Diagnostic contribution of conventional and molecular karyotyping in congenital diaphragmatic hernia related copy number variations

Abstract

Objective

Congenital Diaphragmatic Hernia (CDH) results from defects in the developing diaphragm and is characterized by herniation of abdominal contents into the thoracic cavity. Notably, CDH is linked to elevated morbidity and mortality rates due to its association with pulmonary hypoplasia.
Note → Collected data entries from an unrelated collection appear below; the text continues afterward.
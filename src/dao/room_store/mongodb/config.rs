//! Connection settings read from the environment.

use std::env;

use mongodb::options::ClientOptions;

use super::error::{MongoDaoError, MongoResult};

const URI_ENV: &str = "MONGO_URI";
const DB_ENV: &str = "MONGO_DB";
const DEFAULT_DB: &str = "partyroom";
const APP_NAME: &str = "partyroom-back";

/// Parsed connection settings for the Mongo backend.
#[derive(Clone)]
pub struct MongoConfig {
    /// Driver options parsed from `MONGO_URI`.
    pub options: ClientOptions,
    /// Database holding the collections.
    pub database_name: String,
}

impl MongoConfig {
    /// `MONGO_URI` is required; `MONGO_DB` falls back to `partyroom` when unset or empty.
    pub async fn from_env() -> MongoResult<Self> {
        let uri = env::var(URI_ENV).map_err(|_| MongoDaoError::MissingEnvVar { var: URI_ENV })?;
        let database = env::var(DB_ENV).ok().filter(|name| !name.is_empty());
        Self::parse(&uri, database).await
    }

    /// Parse a connection string, tagging the client with the service name unless the URI
    /// already sets one.
    pub async fn parse(uri: &str, database: Option<String>) -> MongoResult<Self> {
        let mut options =
            ClientOptions::parse(uri)
                .await
                .map_err(|source| MongoDaoError::InvalidUri {
                    uri: uri.to_owned(),
                    source,
                })?;
        options.app_name.get_or_insert_with(|| APP_NAME.to_owned());

        Ok(Self {
            options,
            database_name: database.unwrap_or_else(|| DEFAULT_DB.to_owned()),
        })
    }
}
Copy number variations (CNVs) are significant contributors to the etiology of CDH. We aimed to investigate the involvement of new candidate CNVs in CDH etiology and the effectiveness of karyotyping and array-based Comparative Genomic Hybridization (a-CGH) in CDH diagnosis.

Materials and Methods

Among the 10,536 prenatal cases, 198 cases with CDH were enrolled in this study. Statistical analyses were performed to investigate the possible correlation between CDH type, maternal age, and chromosomal anomaly ratio. Chromosomal analysis was conducted on 188 cases with appropriate material. Consequently, an a-CGH study was executed on 90 cases with normal karyotype results and high-quality DNA material.

Results

Chromosomal anomaly frequency was significantly higher (p = 0.0001) in complex than in isolated CDH. In 13.3 % of the cases, various chromosomal anomalies including triploidy, aneuploidy, and those indicating certain syndromes such as Pallister-Killian, Cat-Eye, Turner, and Klinefelter were detected with karyotyping. In nine cases, three pathogenic CNVs including 17q12 microdeletion, 15q11.2 microdeletion, Xq27.1 microduplication, and seven additional CNVs with unknown significance, were identified with the a-CGH study.

Conclusion

Our study results significantly support the involvement of chromosomal anomalies and CNVs in CDH etiology. Moreover, our findings revealed new candidate regions for CDH and strengthened the CDH correlation of known CNVs, which may provide a resource for future studies.